- What the task asks
Copy each line of the entries that contains the word "usize".

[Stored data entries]
______

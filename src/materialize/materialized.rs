use crate::query::{copy_record, Plan, PlanRef, Scan};
use crate::storage::{TempTable, Transaction};
use crate::types::Schema;
use eyre::Result;
use tracing::debug;

/// Number of blocks `records` rows of `schema` occupy in a temp table.
pub fn materialized_blocks(records: usize, schema: &Schema, block_size: usize) -> usize {
    let per_block = (block_size / schema.slot_size()).max(1);
    records.div_ceil(per_block)
}

/// Copies its input into a temp table when opened and scans the copy.
pub struct MaterializePlan {
    tx: Transaction,
    plan: PlanRef,
}

impl MaterializePlan {
    pub fn new(tx: &Transaction, plan: PlanRef) -> Self {
        Self {
            tx: tx.clone(),
            plan,
        }
    }

    pub fn materialize(&self) -> Result<TempTable> {
        let schema = self.plan.schema();
        let table = self.tx.new_temp_table(schema);
        let mut src = self.plan.open()?;
        let mut dest = table.open();
        while src.next()? {
            copy_record(src.as_ref(), &mut dest, schema)?;
        }
        src.close()?;
        dest.close()?;
        debug!(
            table = table.name(),
            records = table.record_count(),
            "materialized input"
        );
        Ok(table)
    }
}

impl Plan for MaterializePlan {
    fn open(&self) -> Result<Box<dyn Scan>> {
        Ok(Box::new(self.materialize()?.open()))
    }

    fn schema(&self) -> &Schema {
        self.plan.schema()
    }

    fn blocks_accessed(&self) -> usize {
        materialized_blocks(
            self.plan.records_output(),
            self.plan.schema(),
            self.tx.block_size(),
        )
    }

    fn records_output(&self) -> usize {
        self.plan.records_output()
    }

    fn distinct_values(&self, field: &str) -> usize {
        self.plan.distinct_values(field)
    }
}
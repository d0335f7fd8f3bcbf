//! # relq Configuration Module
//!
//! Tuning constants live in [`constants`]; per-engine settings live in
//! [`EngineConfig`], which is carried by every
//! [`Transaction`](crate::storage::Transaction) so that operators never reach
//! for global state.
//!
//! ## Configuration Options
//!
//! | Option        | Default             | Description                                  |
//! |---------------|---------------------|----------------------------------------------|
//! | block_size    | `DEFAULT_BLOCK_SIZE`| Block size used by cost estimates            |
//! | hash_buckets  | `HASH_JOIN_BUCKETS` | Partitions per side in the hash join         |
//! | join_strategy | `JoinStrategy::Hash`| Equijoin operator chosen by the planner      |
//!
//! ## Usage
//!
//! ```ignore
//! let config = EngineConfig::default()
//!     .with_block_size(4096)
//!     .with_join_strategy(JoinStrategy::Merge);
//! let tx = Transaction::new(config);
//! ```

pub mod constants;
pub use constants::*;

/// Equijoin algorithm the table planner uses when a join predicate connects
/// a candidate table to the accumulated plan.
#[derive(Debug, Clone, Copy, PartialEq, Eq, Default)]
pub enum JoinStrategy {
    #[default]
    Hash,
    NestedLoop,
    Merge,
}

impl JoinStrategy {
    pub fn name(&self) -> &'static str {
        match self {
            JoinStrategy::Hash => "hash",
            JoinStrategy::NestedLoop => "nested_loop",
            JoinStrategy::Merge => "merge",
        }
    }
}

impl std::str::FromStr for JoinStrategy {
    type Err = eyre::Report;

    fn from_str(s: &str) -> eyre::Result<Self> {
        match s.to_ascii_lowercase().as_str() {
            "hash" => Ok(JoinStrategy::Hash),
            "nested_loop" | "nested" => Ok(JoinStrategy::NestedLoop),
            "merge" => Ok(JoinStrategy::Merge),
            other => eyre::bail!("unknown join strategy '{}'", other),
        }
    }
}

#[derive(Debug, Clone, PartialEq, Eq)]
pub struct EngineConfig {
    block_size: usize,
    hash_buckets: usize,
    join_strategy: JoinStrategy,
}

impl Default for EngineConfig {
    fn default() -> Self {
        Self {
            block_size: DEFAULT_BLOCK_SIZE,
            hash_buckets: HASH_JOIN_BUCKETS,
            join_strategy: JoinStrategy::default(),
        }
    }
}

impl EngineConfig {
    pub fn with_block_size(mut self, block_size: usize) -> Self {
        self.block_size = block_size.max(MIN_BLOCK_SIZE);
        self
    }

    pub fn with_hash_buckets(mut self, buckets: usize) -> Self {
        self.hash_buckets = buckets.max(1);
        self
    }

    pub fn with_join_strategy(mut self, strategy: JoinStrategy) -> Self {
        self.join_strategy = strategy;
        self
    }

    pub fn block_size(&self) -> usize {
        self.block_size
    }

    pub fn hash_buckets(&self) -> usize {
        self.hash_buckets
    }

    pub fn join_strategy(&self) -> JoinStrategy {
        self.join_strategy
    }
}
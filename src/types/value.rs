//! # Runtime Value Representation
//!
//! This module provides [`Constant`], the scalar every operator compares,
//! hashes and copies. The data model has no NULL, so a constant is always
//! either an integer or a string.
//!
//! ## Comparison Semantics
//!
//! - Int vs Int and Str vs Str compare by value
//! - Int vs Str is an error (`QueryError::TypeMismatch`), never an
//!   arbitrary cross-kind order
//!
//! `Constant` does not implement `Ord`; ordering goes through the fallible
//! [`Constant::compare`].
//! `Eq`/`Hash` are derived from the held value, which is what the hash join
//! build table relies on.

use crate::error::QueryError;
use eyre::Result;
use std::cmp::Ordering;
use std::fmt;

#[derive(Debug, Clone, PartialEq, Eq, Hash)]
pub enum Constant {
    Int(i64),
    Str(String),
}

impl Constant {
    pub fn kind(&self) -> &'static str {
        match self {
            Constant::Int(_) => "int",
            Constant::Str(_) => "varchar",
        }
    }

    pub fn compare(&self, other: &Constant) -> Result<Ordering> {
        match (self, other) {
            (Constant::Int(a), Constant::Int(b)) => Ok(a.cmp(b)),
            (Constant::Str(a), Constant::Str(b)) => Ok(a.cmp(b)),
            _ => Err(QueryError::TypeMismatch {
                left: self.kind(),
                right: other.kind(),
            }
            .into()),
        }
    }

    /// Equality through the ordering, so mixed kinds fail instead of
    /// comparing unequal.
    pub fn equals(&self, other: &Constant) -> Result<bool> {
        Ok(self.compare(other)? == Ordering::Equal)
    }

    pub fn as_int(&self) -> Result<i64> {
        match self {
            Constant::Int(i) => Ok(*i),
            Constant::Str(_) => Err(QueryError::TypeMismatch {
                left: "int",
                right: self.kind(),
            }
            .into()),
        }
    }

    pub fn as_str(&self) -> Result<&str> {
        match self {
            Constant::Str(s) => Ok(s),
            Constant::Int(_) => Err(QueryError::TypeMismatch {
                left: "varchar",
                right: self.kind(),
            }
            .into()),
        }
    }

    /// Bucket in `[0, buckets)` for this value. The hash is reduced with a
    /// Euclidean remainder so negative hashes cannot index out of range.
    pub fn bucket(&self, buckets: usize) -> usize {
        use std::collections::hash_map::DefaultHasher;
        use std::hash::{Hash, Hasher};

        let mut hasher = DefaultHasher::new();
        self.hash(&mut hasher);
        let hash = hasher.finish() as i64;
        hash.rem_euclid(buckets.max(1) as i64) as usize
    }
}

impl fmt::Display for Constant {
    fn fmt(&self, f: &mut fmt::Formatter<'_>) -> fmt::Result {
        match self {
            Constant::Int(i) => write!(f, "{}", i),
            Constant::Str(s) => write!(f, "{}", s),
        }
    }
}

impl From<i64> for Constant {
    fn from(v: i64) -> Self {
        Constant::Int(v)
    }
}

impl From<i32> for Constant {
    fn from(v: i32) -> Self {
        Constant::Int(v as i64)
    }
}

impl From<&str> for Constant {
    fn from(v: &str) -> Self {
        Constant::Str(v.to_string())
    }
}

impl From<String> for Constant {
    fn from(v: String) -> Self {
        Constant::Str(v)
    }
}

______

- Answer box
pub fn materialized_blocks(records: usize, schema: &Schema, block_size: usize) -> usize {
    fn blocks_accessed(&self) -> usize {
    fn records_output(&self) -> usize {
    fn distinct_values(&self, field: &str) -> usize {
    block_size: usize,
    hash_buckets: usize,
    pub fn with_block_size(mut self, block_size: usize) -> Self {
    pub fn with_hash_buckets(mut self, buckets: usize) -> Self {
    pub fn block_size(&self) -> usize {
    pub fn hash_buckets(&self) -> usize {
    pub fn bucket(&self, buckets: usize) -> usize {
        hash.rem_euclid(buckets.max(1) as i64) as usize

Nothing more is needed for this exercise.